(Items listed in a dataset)
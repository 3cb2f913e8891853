use std::io::{Read, Seek, SeekFrom};

use crate::{cast, decode, util, BlockGrid, DecodeError, Options, Rgb8, Size};

/// A decoder for a headerless stream of ETC1/ETC2 RGB blocks.
///
/// The stream has no header, so the length of the data must be known up front
/// to validate (or infer) the image size.
pub struct EtcDecoder<R> {
    reader: R,
    grid: BlockGrid,
}

impl<R: Read> EtcDecoder<R> {
    /// Creates a new decoder for a stream of `stream_len` bytes.
    ///
    /// This is equivalent to calling
    /// `EtcDecoder::new_with_options(r, stream_len, size, &Options::default())`.
    /// See [`Self::new_with_options`] for more details.
    pub fn new(reader: R, stream_len: u64, size: Size) -> Result<Self, DecodeError> {
        Self::new_with_options(reader, stream_len, size, &Options::default())
    }
    /// Creates a new decoder for a stream of `stream_len` bytes.
    ///
    /// A width or height of 0 in `size` is inferred from `stream_len`. See
    /// [`BlockGrid::resolve`] for the rules.
    ///
    /// Nothing is read from the reader until the image is decoded.
    pub fn new_with_options(
        reader: R,
        stream_len: u64,
        size: Size,
        options: &Options,
    ) -> Result<Self, DecodeError> {
        let grid = BlockGrid::resolve(size, stream_len, options)?;
        Ok(Self { reader, grid })
    }

    /// The resolved size of the image.
    pub fn size(&self) -> Size {
        self.grid.size()
    }
    pub fn grid(&self) -> &BlockGrid {
        &self.grid
    }
    pub fn into_inner(self) -> R {
        self.reader
    }

    /// Decodes the image into the given buffer as tightly packed RGB8 pixels.
    ///
    /// The buffer must be exactly `width * height * 3` bytes long.
    pub fn read_into(&mut self, buf: &mut [u8]) -> Result<(), DecodeError> {
        let expected = self.grid.decoded_len().ok_or(DecodeError::AllocationFailure {
            bytes: self.grid.size().pixels().saturating_mul(3),
        })?;
        if buf.len() != expected {
            return Err(DecodeError::UnexpectedBufferSize {
                expected,
                actual: buf.len(),
            });
        }

        decode::decode_image(&mut self.reader, &self.grid, buf)
    }

    /// Decodes the image into a newly allocated buffer.
    pub fn read_image(mut self) -> Result<DecodedImage, DecodeError> {
        let size = self.grid.size();
        let len = self.grid.decoded_len().ok_or(DecodeError::AllocationFailure {
            bytes: size.pixels().saturating_mul(3),
        })?;
        tracing::debug!(
            width = size.width,
            height = size.height,
            blocks = self.grid.block_count(),
            "decoding image"
        );

        let mut data = util::try_vec(len, 0_u8)?;
        self.read_into(&mut data)?;
        Ok(DecodedImage { data, size })
    }
}

impl<R: Read + Seek> EtcDecoder<R> {
    /// Creates a new decoder that reads from the current position of the
    /// reader to its end.
    ///
    /// The position of the reader is restored after its length is measured.
    pub fn from_seekable(reader: R, size: Size) -> Result<Self, DecodeError> {
        Self::from_seekable_with_options(reader, size, &Options::default())
    }
    pub fn from_seekable_with_options(
        mut reader: R,
        size: Size,
        options: &Options,
    ) -> Result<Self, DecodeError> {
        let start = reader.stream_position()?;
        let end = reader.seek(SeekFrom::End(0))?;
        reader.seek(SeekFrom::Start(start))?;

        Self::new_with_options(reader, end.saturating_sub(start), size, options)
    }
}

/// A decoded image with tightly packed, row-major RGB8 pixels.
#[derive(Debug, Clone, PartialEq, Eq)]
pub struct DecodedImage {
    pub(crate) data: Vec<u8>,
    pub(crate) size: Size,
}

impl DecodedImage {
    pub fn size(&self) -> Size {
        self.size
    }
    /// The raw pixel data, `width * height * 3` bytes.
    pub fn data(&self) -> &[u8] {
        &self.data
    }
    pub fn into_data(self) -> Vec<u8> {
        self.data
    }

    /// All pixels in row-major order.
    pub fn pixels(&self) -> &[Rgb8] {
        cast::as_rgb(&self.data).unwrap_or_default()
    }

    /// Returns the pixel at `(x, y)`, or `None` if it's out of bounds.
    pub fn pixel(&self, x: u32, y: u32) -> Option<Rgb8> {
        if x >= self.size.width || y >= self.size.height {
            return None;
        }
        let index = y as usize * self.size.width as usize + x as usize;
        self.pixels().get(index).copied()
    }
}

## Problem
Where a line of the entries contains the word "AllocationFailure", copy that line.

## Result below
        let expected = self.grid.decoded_len().ok_or(DecodeError::AllocationFailure {
        let len = self.grid.decoded_len().ok_or(DecodeError::AllocationFailure {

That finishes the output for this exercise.